See the official React Native website for an introduction to React Native.
Requirements
Supported target operating systems are >= Android 4.1 (API 16) and >= iOS 9.0. You may use Windows, macOS, or Linux as your development operating system, though building and running iOS apps is limited to macOS by default (tools like Expo can be used to get around this).
Building your first React Native app
Follow the Getting Started guide. The recommended way to install React Native depends on your project. Here you can find short guides for the most common scenarios:
How React Native works
React Native lets you build mobile apps using JavaScript. It uses the same design as React, letting you compose a rich mobile UI from declarative components.

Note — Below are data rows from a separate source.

//! JWT-bearer grant assertions (RFC 7523): claims, signing identities, and the signer.

// crates.io
use base64::{Engine as _, engine::general_purpose::STANDARD};
use jsonwebtoken::{EncodingKey, Header};
use rand::{Rng, distr::Alphanumeric};
// self
use crate::{
	_prelude::*,
	auth::{ClientId, KeyId, ScopeList},
	error::{ConfigError, SigningError},
	jose::{self, KeySet, PrivateKey, SIGNING_ALGORITHM},
};

/// Lifetime of every assertion (`exp - iat`).
pub const ASSERTION_LIFETIME: Duration = Duration::seconds(120);

const JTI_LEN: usize = 32;

/// Claims carried by a grant assertion.
#[derive(Clone, Debug, PartialEq, Eq, Serialize, Deserialize)]
pub struct GrantClaims {
	/// Authorization server issuer the assertion is addressed to.
	pub aud: String,
	/// Client identifier asserting the grant.
	pub iss: String,
	/// Space-joined scopes in caller order.
	pub scope: String,
	/// Random identifier for replay protection.
	pub jti: String,
	/// Issued-at, seconds since the epoch.
	pub iat: i64,
	/// Expiry, always `iat + 120`.
	pub exp: i64,
}
impl GrantClaims {
	/// Builds claims for the given audience, client, scopes, and issue instant.
	pub fn new(
		audience: &str,
		client_id: &ClientId,
		scopes: &ScopeList,
		issued_at: OffsetDateTime,
	) -> Self {
		let iat = issued_at.unix_timestamp();

		Self {
			aud: audience.to_owned(),
			iss: client_id.to_string(),
			scope: scopes.joined(),
			jti: random_string(JTI_LEN),
			iat,
			exp: iat + ASSERTION_LIFETIME.whole_seconds(),
		}
	}
}

/// X.509 certificate advertised through the `x5c` header.
#[derive(Clone, PartialEq, Eq)]
pub struct Certificate {
	der: Vec<u8>,
}
impl Certificate {
	/// Wraps DER encoded certificate bytes.
	pub fn from_der(der: impl Into<Vec<u8>>) -> Result<Self, SigningError> {
		let der = der.into();

		if der.is_empty() {
			return Err(SigningError::Certificate { message: "certificate DER is empty".into() });
		}

		Ok(Self { der })
	}

	/// Decodes a PEM `CERTIFICATE` block.
	pub fn from_pem(pem: &str) -> Result<Self, SigningError> {
		let (label, der) = rsa::pkcs8::der::pem::decode_vec(pem.as_bytes())
			.map_err(|e| SigningError::Certificate { message: e.to_string() })?;

		if label != "CERTIFICATE" {
			return Err(SigningError::Certificate {
				message: format!("expected a CERTIFICATE PEM block, found `{label}`"),
			});
		}

		Self::from_der(der)
	}

	/// Raw DER bytes.
	pub fn der(&self) -> &[u8] {
		&self.der
	}

	/// Standard base64 of the DER bytes, as required for `x5c` entries.
	pub fn x5c_entry(&self) -> String {
		STANDARD.encode(&self.der)
	}
}
impl Debug for Certificate {
	fn fmt(&self, f: &mut Formatter) -> FmtResult {
		f.debug_struct("Certificate").field("der_len", &self.der.len()).finish()
	}
}

/// Credentials the client signs its assertions with.
#[derive(Clone, Debug)]
pub enum SigningIdentity {
	/// Private key selected by `kid` from a key set; advertised through the `kid` header.
	KeySet {
		/// Key set holding the signing key.
		key_set: KeySet,
		/// Identifier of the key to use.
		key_id: KeyId,
	},
	/// Certificate and matching private key; advertised through the `x5c` header.
	Certificate {
		/// Client certificate.
		certificate: Certificate,
		/// Private key matching the certificate.
		private_key: PrivateKey,
	},
}

/// Signing identity resolved into a ready-to-use JOSE header and key.
///
/// Resolution is the validation point for key material: once built, signing only fails if the
/// underlying RSA operation does.
#[derive(Clone)]
pub struct AssertionSigner {
	header: Header,
	key: EncodingKey,
}
impl AssertionSigner {
	/// Resolves the signing key and header for an identity.
	pub fn resolve(identity: &SigningIdentity) -> Result<Self> {
		let mut header = Header::new(SIGNING_ALGORITHM);

		header.typ = None;

		let key = match identity {
			SigningIdentity::KeySet { key_set, key_id } => {
				let jwk = key_set
					.by_id(key_id)
					.ok_or_else(|| ConfigError::UnknownKeyId { kid: key_id.to_string() })?;

				jwk.ensure_rs256(key_id)?;
				header.kid = Some(key_id.to_string());

				jwk.to_private_key()?.encoding_key()?
			},
			SigningIdentity::Certificate { certificate, private_key } => {
				header.x5c = Some(vec![certificate.x5c_entry()]);

				private_key.encoding_key()?
			},
		};

		Ok(Self { header, key })
	}

	/// JOSE header attached to every assertion.
	pub fn header(&self) -> &Header {
		&self.header
	}

	/// Builds and signs a fresh assertion issued now.
	pub fn sign(
		&self,
		audience: &str,
		client_id: &ClientId,
		scopes: &ScopeList,
	) -> Result<String, SigningError> {
		self.sign_at(audience, client_id, scopes, OffsetDateTime::now_utc())
	}

	/// Builds and signs a fresh assertion issued at `issued_at`.
	pub fn sign_at(
		&self,
		audience: &str,
		client_id: &ClientId,
		scopes: &ScopeList,
		issued_at: OffsetDateTime,
	) -> Result<String, SigningError> {
		self.sign_claims(&GrantClaims::new(audience, client_id, scopes, issued_at))
	}

	/// Signs pre-built claims.
	pub fn sign_claims(&self, claims: &GrantClaims) -> Result<String, SigningError> {
		jose::sign(&self.header, claims, &self.key)
	}
}
impl Debug for AssertionSigner {
	fn fmt(&self, f: &mut Formatter) -> FmtResult {
		f.debug_struct("AssertionSigner")
			.field("header", &self.header)
			.field("key", &"<redacted>")
			.finish()
	}
}

/// Resolves `identity` and signs a single assertion.
///
/// Clients resolve once and reuse an [`AssertionSigner`]; this helper is for one-off use.
pub fn build_assertion(
	audience: &str,
	client_id: &ClientId,
	identity: &SigningIdentity,
	scopes: &ScopeList,
) -> Result<String> {
	Ok(AssertionSigner::resolve(identity)?.sign(audience, client_id, scopes)?)
}

fn random_string(len: usize) -> String {
	rand::rng().sample_iter(Alphanumeric).take(len).map(char::from).collect()
}

#[cfg(test)]
mod tests {
	// crates.io
	use jsonwebtoken::{Algorithm, DecodingKey, Validation};
	use time::macros;
	// self
	use super::*;
	use crate::_preludet::*;

	const AUDIENCE: &str = "https://idp.example";

	fn client_id() -> ClientId {
		ClientId::new("client").expect("Client fixture should be valid.")
	}

	fn key_set_identity(kid: &str) -> SigningIdentity {
		SigningIdentity::KeySet {
			key_set: test_key_set(),
			key_id: KeyId::new(kid).expect("Key identifier fixture should be valid."),
		}
	}

	fn certificate_identity() -> SigningIdentity {
		SigningIdentity::Certificate {
			certificate: Certificate::from_pem(TEST_CERT_PEM).expect("Certificate should decode."),
			private_key: PrivateKey::from_pem(TEST_CERT_KEY_PEM).expect("Key should decode."),
		}
	}

	fn verification(audience: &str) -> Validation {
		let mut validation = Validation::new(Algorithm::RS256);

		validation.set_audience(&[audience]);
		validation.set_issuer(&["client"]);
		validation.set_required_spec_claims(&["exp", "iat", "aud", "iss"]);

		validation
	}

	#[test]
	fn claims_join_scopes_and_span_two_minutes() {
		let scopes = ScopeList::new(["scope1", "scope2"]).expect("Scopes should be valid.");
		let issued = macros::datetime!(2025-01-01 00:00 UTC);
		let claims = GrantClaims::new(AUDIENCE, &client_id(), &scopes, issued);

		assert_eq!(claims.aud, AUDIENCE);
		assert_eq!(claims.iss, "client");
		assert_eq!(claims.scope, "scope1 scope2");
		assert_eq!(claims.iat, issued.unix_timestamp());
		assert_eq!(claims.exp - claims.iat, 120);
		assert_eq!(claims.jti.len(), JTI_LEN);
	}

	#[test]
	fn jti_is_fresh_for_identical_inputs() {
		let scopes = ScopeList::new(["scope"]).expect("Scopes should be valid.");
		let issued = macros::datetime!(2025-01-01 00:00 UTC);
		let first = GrantClaims::new(AUDIENCE, &client_id(), &scopes, issued);
		let second = GrantClaims::new(AUDIENCE, &client_id(), &scopes, issued);

		assert_ne!(first.jti, second.jti);
	}

	#[test]
	fn empty_scope_list_yields_empty_scope_claim() {
		let signer = AssertionSigner::resolve(&key_set_identity("kid"))
			.expect("Key set identity should resolve.");
		let token = signer
			.sign(AUDIENCE, &client_id(), &ScopeList::default())
			.expect("Assertion without scopes should sign.");
		let claims: GrantClaims = jose::parse_claims(&token).expect("Claims should parse.");

		assert_eq!(claims.scope, "");
	}

	#[test]
	fn key_set_assertion_round_trips_through_verification() {
		let signer = AssertionSigner::resolve(&key_set_identity("kid"))
			.expect("Key set identity should resolve.");
		let scopes = ScopeList::new(["scope1", "scope2"]).expect("Scopes should be valid.");
		let claims = GrantClaims::new(AUDIENCE, &client_id(), &scopes, OffsetDateTime::now_utc());
		let token = signer.sign_claims(&claims).expect("Assertion should sign.");
		let header = jsonwebtoken::decode_header(&token).expect("Header should decode.");

		assert_eq!(header.alg, Algorithm::RS256);
		assert_eq!(header.kid.as_deref(), Some("kid"));
		assert!(header.x5c.is_none());
		assert!(header.typ.is_none());

		let key_set = test_key_set();
		let jwk = key_set.by_id("kid").expect("Fixture key should exist.");
		let decoding = DecodingKey::from_rsa_components(
			jwk.n.as_deref().expect("Fixture modulus should exist."),
			jwk.e.as_deref().expect("Fixture exponent should exist."),
		)
		.expect("Public components should decode.");
		let verified = jsonwebtoken::decode::<GrantClaims>(&token, &decoding, &verification(AUDIENCE))
			.expect("Assertion should verify with the public key.");

		assert_eq!(verified.claims, claims);
	}

	#[test]
	fn certificate_assertion_carries_x5c_chain() {
		let identity = certificate_identity();
		let signer = AssertionSigner::resolve(&identity).expect("Certificate identity should resolve.");
		let scopes = ScopeList::new(["scope"]).expect("Scopes should be valid.");
		let token = signer.sign(AUDIENCE, &client_id(), &scopes).expect("Assertion should sign.");
		let header = jsonwebtoken::decode_header(&token).expect("Header should decode.");
		let chain = header.x5c.expect("Certificate assertions should carry x5c.");
		let SigningIdentity::Certificate { certificate, .. } = identity else {
			unreachable!("Fixture is a certificate identity.");
		};

		assert!(header.kid.is_none());
		assert_eq!(chain.len(), 1);
		assert_eq!(STANDARD.decode(&chain[0]).expect("x5c entry should be base64."), certificate.der());

		let decoding =
			DecodingKey::from_rsa_pem(TEST_CERT_PUBLIC_PEM.as_bytes()).expect("Public key should parse.");
		let verified = jsonwebtoken::decode::<GrantClaims>(&token, &decoding, &verification(AUDIENCE))
			.expect("Assertion should verify with the certificate key.");

		assert_eq!(verified.claims.scope, "scope");
	}

	#[test]
	fn unknown_kid_is_a_config_error() {
		let err = AssertionSigner::resolve(&key_set_identity("invalid-kid"))
			.expect_err("Unknown kid must be rejected.");

		assert!(matches!(err, Error::Config(ConfigError::UnknownKeyId { .. })));
	}

	#[test]
	fn kid_with_spaces_resolves_and_lands_in_header() {
		let mut key_set = test_key_set();

		key_set.keys[0].kid = Some("my key".into());

		let identity = SigningIdentity::KeySet {
			key_set,
			key_id: KeyId::new("my key").expect("Spaced kid should be valid."),
		};
		let signer = AssertionSigner::resolve(&identity).expect("Spaced kid should resolve.");

		assert_eq!(signer.header().kid.as_deref(), Some("my key"));
	}

	#[test]
	fn corrupt_key_is_a_signing_error() {
		let identity = SigningIdentity::KeySet {
			key_set: KeySet::from_json(TEST_JWKS_CORRUPT).expect("Corrupt fixture still parses."),
			key_id: KeyId::new("kid").expect("Key identifier fixture should be valid."),
		};
		let err = AssertionSigner::resolve(&identity).expect_err("Corrupt key must be rejected.");

		assert!(matches!(err, Error::Signing(SigningError::InvalidKeyMaterial { .. })));
	}

	#[test]
	fn certificate_pem_must_hold_a_certificate() {
		assert!(matches!(
			Certificate::from_pem(TEST_CERT_KEY_PEM),
			Err(SigningError::Certificate { .. })
		));
		assert!(Certificate::from_pem("garbage").is_err());
		assert!(Certificate::from_der(Vec::new()).is_err());
	}

	#[test]
	fn build_assertion_resolves_and_signs() {
		let scopes = ScopeList::new(["scope"]).expect("Scopes should be valid.");
		let token = build_assertion(AUDIENCE, &client_id(), &key_set_identity("kid"), &scopes)
			.expect("One-off assertion should sign.");
		let claims: GrantClaims = jose::parse_claims(&token).expect("Claims should parse.");

		assert_eq!(claims.aud, AUDIENCE);
	}
}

With React Native, you don't build a "mobile web app", an "HTML5 app", or a "hybrid app". You build a real mobile app that's indistinguishable from an app built using Objective-C, Java, Kotlin, or Swift. React Native uses the same fundamental UI building blocks as regular iOS and Android apps. You just put those building blocks together using JavaScript and React.
React Native lets you build your app faster. Instead of recompiling, you can reload your app instantly. With hot reloading, you can even run new code while retaining your application state.
React Native combines smoothly with components written in Objective-C, Java, Kotlin, or Swift. It's simple to drop down to native code if you need to optimize a few aspects of your application. It's also easy to build part of your app in React Native, and part of your app using native code directly - that's how the Facebook app works.
The focus of React Native is on developer efficiency across all the platforms you care about - learn once, write anywhere. Facebook uses React Native in multiple production apps and will continue investing in React Native.
Full documentation
The full documentation for React Native can be found on our website. The source for the React Native documentation and website is hosted on a separate repo, https://github.com/facebook/react-native-website.
The React Native documentation only discusses the components, APIs, and topics specific to React Native (React on iOS and Android). For further documentation on the React API that is shared between React Native and React DOM, refer to the React documentation.
Join the React Native community
- Website: https://facebook.github.io/react-native
- Twitter: https://twitter.com/reactnative
- Discussion: https://discuss.reactjs.org/
See the CONTRIBUTING file for how to help out.
License
React Native is MIT licensed, as found in the LICENSE file.
React Native documentation is Creative Commons licensed, as found in the LICENSE-docs file.